別府 千恵様
2023年9月27日
北里大学病院 副院長・看護部長
1.近年の看護職の進化についてどのようにお考えでしょうか。
もともと看護が持っている価値観である生命に対する畏敬や多様性の尊重は、現代社会にとって重要事項である。しかしながら日本社会は達成に課題を抱えている。この分野で看護職が発言し、貢献できることがあると思う。

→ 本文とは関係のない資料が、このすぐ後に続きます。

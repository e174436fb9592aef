mod cli;

use std::path::Path;

use benchbot::{
    ParsedResult, comment::render_comment, config::BotConfig, prelude::*, trigger,
    wrk::parse_wrk_output,
};
use clap::Parser;
use dotenvy::dotenv;
use tokio::io::AsyncReadExt;

#[tokio::main]
async fn main() -> Result<()> {
    dotenv().ok();
    tracing_subscriber::fmt()
        .with_writer(std::io::stderr)
        .with_target(false)
        .with_env_filter(
            match tracing_subscriber::EnvFilter::try_from_default_env() {
                Ok(filter) => filter,
                Err(_) => tracing_subscriber::EnvFilter::new("info"),
            },
        )
        .init();
    debug!(
        "{} v{}",
        env!("CARGO_PKG_DESCRIPTION"),
        env!("CARGO_PKG_VERSION")
    );

    let args = cli::Args::parse();
    let config = BotConfig::load(args.config.as_deref())?;

    match args.command {
        cli::Commands::Parse {
            report,
            format,
            strict,
        } => {
            let result = parse_wrk_output(&read_input(&report).await?);
            if result.is_empty() {
                if strict {
                    return Err(Error::EmptyReport(report.display().to_string()));
                }
                warn!("No wrk output recognised in {}", report.display());
            }
            match format {
                cli::OutputFormat::Json => println!("{}", serde_json::to_string_pretty(&result)?),
                cli::OutputFormat::Text => print_summary(&result),
            }
        }
        cli::Commands::Compare { head, base } => {
            let head_result = parse_wrk_output(&read_input(&head).await?);
            let base_result = match &base {
                Some(path) => Some(parse_wrk_output(&read_input(path).await?)),
                None => None,
            };
            if base_result.as_ref().is_some_and(|r| r.is_empty()) {
                warn!("Base report contains no wrk output; comparing against nothing");
            }
            let body = render_comment(&head_result, base_result.as_ref(), &config.comment);
            print!("{}", body);
        }
        cli::Commands::Trigger { payload, event } => {
            let body = read_input(&payload).await?;
            let decision = trigger::evaluate(&event, &body, &config.trigger)?;
            println!("{}", decision);
        }
    }

    Ok(())
}

async fn read_input(path: &Path) -> Result<String> {
    if path == Path::new("-") {
        let mut content = String::new();
        tokio::io::stdin().read_to_string(&mut content).await?;
        Ok(content)
    } else {
        debug!("Reading {}", path.display());
        Ok(tokio::fs::read_to_string(path).await?)
    }
}

fn print_summary(result: &ParsedResult) {
    if let Some(latency) = &result.latency {
        println!(
            "Latency (us): avg {:.2}, stdev {:.2}, max {:.2}, +/- stdev {:.2}%",
            latency.average, latency.stdev, latency.max, latency.variance
        );
    }
    if let (Some(requests), Some(time), Some(bytes)) = (
        result.throughput.requests,
        result.throughput.time,
        result.throughput.bytes,
    ) {
        println!("{} requests in {:.2}s, {:.0} bytes read", requests, time, bytes);
    }
    println!("Requests/sec: {}", result.throughput.rps);
    for (status, count) in &result.status.statuses {
        println!("Status {}: {}", status, count);
    }
    for (label, value) in result.percentiles.iter() {
        println!("{}%: {}", label, value);
    }
}
use std::collections::{BTreeMap, HashMap};

use serde::ser::{Serialize, SerializeMap, Serializer};

/// Latency summary, `average`/`stdev`/`max` in microseconds.
///
/// `variance` is the `+/- Stdev` percentage column and is kept as the plain
/// number wrk printed.
#[derive(Debug, Clone, Copy, PartialEq, serde::Serialize)]
pub struct LatencyStats {
    pub average: f64,
    pub stdev: f64,
    pub max: f64,
    pub variance: f64,
}

/// Totals from the `N requests in T, B read` line plus `Requests/sec`.
///
/// `requests`, `time` (seconds) and `bytes` are either all present or all
/// absent. `rps` falls back to 0.
#[derive(Debug, Clone, Default, PartialEq, serde::Serialize)]
pub struct ThroughputSummary {
    #[serde(skip_serializing_if = "Option::is_none")]
    pub requests: Option<u64>,
    #[serde(skip_serializing_if = "Option::is_none")]
    pub time: Option<f64>,
    #[serde(skip_serializing_if = "Option::is_none")]
    pub bytes: Option<f64>,
    pub rps: u64,
}

impl ThroughputSummary {
    pub fn has_totals(&self) -> bool {
        self.requests.is_some()
    }
}

/// Response counts by status label, per wrk thread and summed over threads.
#[derive(Debug, Clone, Default, PartialEq, serde::Serialize)]
pub struct StatusBreakdown {
    pub threads: BTreeMap<String, BTreeMap<String, u64>>,
    pub statuses: BTreeMap<String, u64>,
}

impl StatusBreakdown {
    /// Records one `Thread: <id>, <status>: <count>` observation. The
    /// per-thread slot is overwritten, the aggregate is summed. Thread ids
    /// are kept as printed, so `01` and `1` are different threads.
    pub fn record(&mut self, thread: &str, status: &str, count: u64) {
        self.threads
            .entry(thread.to_string())
            .or_default()
            .insert(status.to_string(), count);
        let total = self.statuses.entry(status.to_string()).or_insert(0);
        *total = total.saturating_add(count);
    }

    pub fn is_empty(&self) -> bool {
        self.threads.is_empty() && self.statuses.is_empty()
    }
}

/// Percentile label to value, kept in the order labels were first seen.
#[derive(Debug, Clone, Default)]
pub struct PercentileBreakdown {
    entries: Vec<(String, u64)>,
    index: HashMap<String, usize>,
}

impl PartialEq for PercentileBreakdown {
    fn eq(&self, other: &Self) -> bool {
        self.entries == other.entries
    }
}

impl PercentileBreakdown {
    /// Sets `label` to `value`; a repeated label keeps its position and
    /// takes the new value.
    pub fn insert(&mut self, label: &str, value: u64) {
        match self.index.get(label) {
            Some(&idx) => self.entries[idx].1 = value,
            None => {
                self.index.insert(label.to_string(), self.entries.len());
                self.entries.push((label.to_string(), value));
            }
        }
    }

    pub fn get(&self, label: &str) -> Option<u64> {
        self.index.get(label).map(|&idx| self.entries[idx].1)
    }

    pub fn iter(&self) -> impl Iterator<Item = (&str, u64)> {
        self.entries.iter().map(|(l, v)| (l.as_str(), *v))
    }

    pub fn len(&self) -> usize {
        self.entries.len()
    }

    pub fn is_empty(&self) -> bool {
        self.entries.is_empty()
    }
}

impl Serialize for PercentileBreakdown {
    fn serialize<S: Serializer>(&self, serializer: S) -> std::result::Result<S::Ok, S::Error> {
        let mut map = serializer.serialize_map(Some(self.entries.len()))?;
        for (label, value) in &self.entries {
            map.serialize_entry(label, value)?;
        }
        map.end()
    }
}

/// Everything recognised in one wrk report.
#[derive(Debug, Clone, Default, PartialEq, serde::Serialize)]
pub struct ParsedResult {
    #[serde(skip_serializing_if = "Option::is_none")]
    pub latency: Option<LatencyStats>,
    #[serde(flatten)]
    pub throughput: ThroughputSummary,
    pub percentiles: PercentileBreakdown,
    #[serde(flatten)]
    pub status: StatusBreakdown,
}

impl ParsedResult {
    /// True when no section of the report was recognised. A zero `rps` on
    /// its own does not count as data.
    pub fn is_empty(&self) -> bool {
        self.latency.is_none()
            && !self.throughput.has_totals()
            && self.throughput.rps == 0
            && self.percentiles.is_empty()
            && self.status.is_empty()
    }
}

2.看護師が医療の未来を形作るための(3つの)重要な機会は何でしょうか。
政治的な力を持つことが重要である。これまでケアの力社会の中で、軽視されてきた。しかし、良い意味で、コロナ禍で関心を得ることができた。しかし看護職の犠牲も大きく、退職を選択する看護職も多くなった。一時的な感謝の言葉だけでなく、看護に対して経済的な価値(診療報酬)を認めてほしいと考える。

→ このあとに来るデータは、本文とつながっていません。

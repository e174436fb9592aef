//! Markdown rendering of parsed wrk results for a pull request comment.

use std::collections::BTreeSet;

use humanize_bytes::humanize_bytes_decimal;

use crate::{config::CommentConfig, report::ParsedResult};

#[derive(Debug, Clone, Copy)]
enum MetricKind {
    Count,
    Latency,
    Seconds,
    Bytes,
}

struct Metric {
    label: &'static str,
    kind: MetricKind,
    value: fn(&ParsedResult) -> Option<f64>,
}

const METRICS: [Metric; 7] = [
    Metric {
        label: "Requests/sec",
        kind: MetricKind::Count,
        value: |r: &ParsedResult| Some(r.throughput.rps as f64),
    },
    Metric {
        label: "Latency avg",
        kind: MetricKind::Latency,
        value: |r: &ParsedResult| r.latency.map(|l| l.average),
    },
    Metric {
        label: "Latency stdev",
        kind: MetricKind::Latency,
        value: |r: &ParsedResult| r.latency.map(|l| l.stdev),
    },
    Metric {
        label: "Latency max",
        kind: MetricKind::Latency,
        value: |r: &ParsedResult| r.latency.map(|l| l.max),
    },
    Metric {
        label: "Requests",
        kind: MetricKind::Count,
        value: |r: &ParsedResult| r.throughput.requests.map(|v| v as f64),
    },
    Metric {
        label: "Duration",
        kind: MetricKind::Seconds,
        value: |r: &ParsedResult| r.throughput.time,
    },
    Metric {
        label: "Read",
        kind: MetricKind::Bytes,
        value: |r: &ParsedResult| r.throughput.bytes,
    },
];

/// Renders the comment body for `head`, compared against `base` when one
/// is given.
pub fn render_comment(
    head: &ParsedResult,
    base: Option<&ParsedResult>,
    config: &CommentConfig,
) -> String {
    let mut out = format!("## {}\n\n", config.title);

    if head.is_empty() {
        out.push_str("No wrk output could be parsed from this run.\n");
        return out;
    }

    out.push_str(&summary_table(head, base));

    if config.show_statuses && !head.status.statuses.is_empty() {
        out.push('\n');
        out.push_str(&status_table(head, base));
    }

    if config.show_percentiles && !head.percentiles.is_empty() {
        out.push('\n');
        out.push_str("| Percentile | Value |\n|---|---:|\n");
        for (label, value) in head.percentiles.iter() {
            out.push_str(&format!(
                "| {}% | {} |\n",
                label,
                format_integer_string(&value.to_string())
            ));
        }
    }

    out
}

fn summary_table(head: &ParsedResult, base: Option<&ParsedResult>) -> String {
    let mut out = match base {
        Some(_) => String::from("| Metric | base | head | change |\n|---|---:|---:|---:|\n"),
        None => String::from("| Metric | Value |\n|---|---:|\n"),
    };
    for metric in &METRICS {
        let head_value = (metric.value)(head);
        match base {
            Some(base) => {
                let base_value = (metric.value)(base);
                out.push_str(&format!(
                    "| {} | {} | {} | {} |\n",
                    metric.label,
                    format_metric(metric.kind, base_value),
                    format_metric(metric.kind, head_value),
                    percent_change(base_value, head_value)
                ));
            }
            None => {
                out.push_str(&format!(
                    "| {} | {} |\n",
                    metric.label,
                    format_metric(metric.kind, head_value)
                ));
            }
        }
    }
    out
}

fn status_table(head: &ParsedResult, base: Option<&ParsedResult>) -> String {
    let count = |r: &ParsedResult, label: &str| {
        r.status
            .statuses
            .get(label)
            .map(|c| format_integer_string(&c.to_string()))
            .unwrap_or_else(|| "-".to_string())
    };
    match base {
        Some(base) => {
            let labels: BTreeSet<&String> = head
                .status
                .statuses
                .keys()
                .chain(base.status.statuses.keys())
                .collect();
            let mut out = String::from("| Status | base | head |\n|---|---:|---:|\n");
            for label in labels {
                out.push_str(&format!(
                    "| {} | {} | {} |\n",
                    label,
                    count(base, label.as_str()),
                    count(head, label.as_str())
                ));
            }
            out
        }
        None => {
            let mut out = String::from("| Status | Count |\n|---|---:|\n");
            for label in head.status.statuses.keys() {
                out.push_str(&format!("| {} | {} |\n", label, count(head, label.as_str())));
            }
            out
        }
    }
}

fn format_metric(kind: MetricKind, value: Option<f64>) -> String {
    let Some(value) = value else {
        return "-".to_string();
    };
    match kind {
        MetricKind::Count => format_integer_string(&(value as u64).to_string()),
        MetricKind::Latency => format_latency(value),
        MetricKind::Seconds => format!("{:.2}s", value),
        MetricKind::Bytes => humanize_bytes_decimal!(value as u64).to_string(),
    }
}

fn format_latency(micros: f64) -> String {
    if micros >= 1_000_000.0 {
        format!("{:.2}s", micros / 1_000_000.0)
    } else if micros >= 1_000.0 {
        format!("{:.2}ms", micros / 1_000.0)
    } else {
        format!("{:.2}us", micros)
    }
}

/// Signed relative change from `base` to `head`, or `n/a` when there is
/// nothing to compare against.
fn percent_change(base: Option<f64>, head: Option<f64>) -> String {
    match (base, head) {
        (Some(base), Some(head)) if base != 0.0 => {
            format!("{:+.1}%", (head - base) / base * 100.0)
        }
        _ => "n/a".to_string(),
    }
}

fn format_integer_string(digits: &str) -> String {
    let len = digits.len();
    let mut formatted = String::with_capacity(len + len / 3);
    for (idx, ch) in digits.chars().enumerate() {
        if idx > 0 && (len - idx) % 3 == 0 {
            formatted.push(',');
        }
        formatted.push(ch);
    }
    formatted
}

3.看護師のセルフケアとウェルビーイングを支援するために看護専門家・管理職ができることはどのようなことでしょうか。
看護職に、自分の仕事が価値のある仕事であることを信じさせられるか重要であると考える。それにより、自分を高めて良い仕事をしようとする、各個人の行動が生まれてくると考えている。
4.看護師による患者ケアや医療システムへの貢献をより良く社会に認識されることについてどのようにお考えでしょうか。

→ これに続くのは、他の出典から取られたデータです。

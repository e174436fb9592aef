pub mod comment;
pub mod config;
pub mod error;
pub mod parsers;
pub mod report;
pub mod trigger;
pub mod wrk;

pub mod prelude {
    pub use crate::error::*;
    pub use tracing::{debug, error, info, trace, warn};
}

pub use report::{
    LatencyStats, ParsedResult, PercentileBreakdown, StatusBreakdown, ThroughputSummary,
};
pub use wrk::parse_wrk_output;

まだ、全然認識されていないと思う。医療システムのほとんどに看護が関与しているが、そこに関与していることが表在化していない。隠されている側面もあるが、看護職自身が積極的に社会にアピールできていないことも一因であると考えている。
5.看護専門家・管理職はどのように看護師の継続的な能力開発をより良く支援できるでしょうか。
長期的に一人一人の看護職のキャリアを考えることが重要である。管理者には、所属している施設の利益だけでなく、社会全体の利益に関心を持ってほしい。各看護職個人のキャリア形成を支援することで、働く場所は変化したとしても、国民は広く利益を得ることが増えてくると考えている。管理職が、公益性に目を向けた専門職の育成ができることを夢見ている。
6.看護職員はベッドサイドを越えて地域コミュニティの(看護的・医療的)教育にどのような役割を果たしていますか。
地域で生活する、病気を持った人々がその人らしく生きていくために、看護の支援は欠かせないと考えている。日本では、医師の判断に重きを置かれ、患者が生活するうえで必要な軽微な薬剤や資材についても看護職が決定することができない。今ようやく、話題になりつつあり、医師からのタスクシフトを実のあるものに変える時期に来ていると考えている。ただ単に医師の仕事の軽減のために、看護職が権限のないタスクを引き受けることはあり得ないと考えている。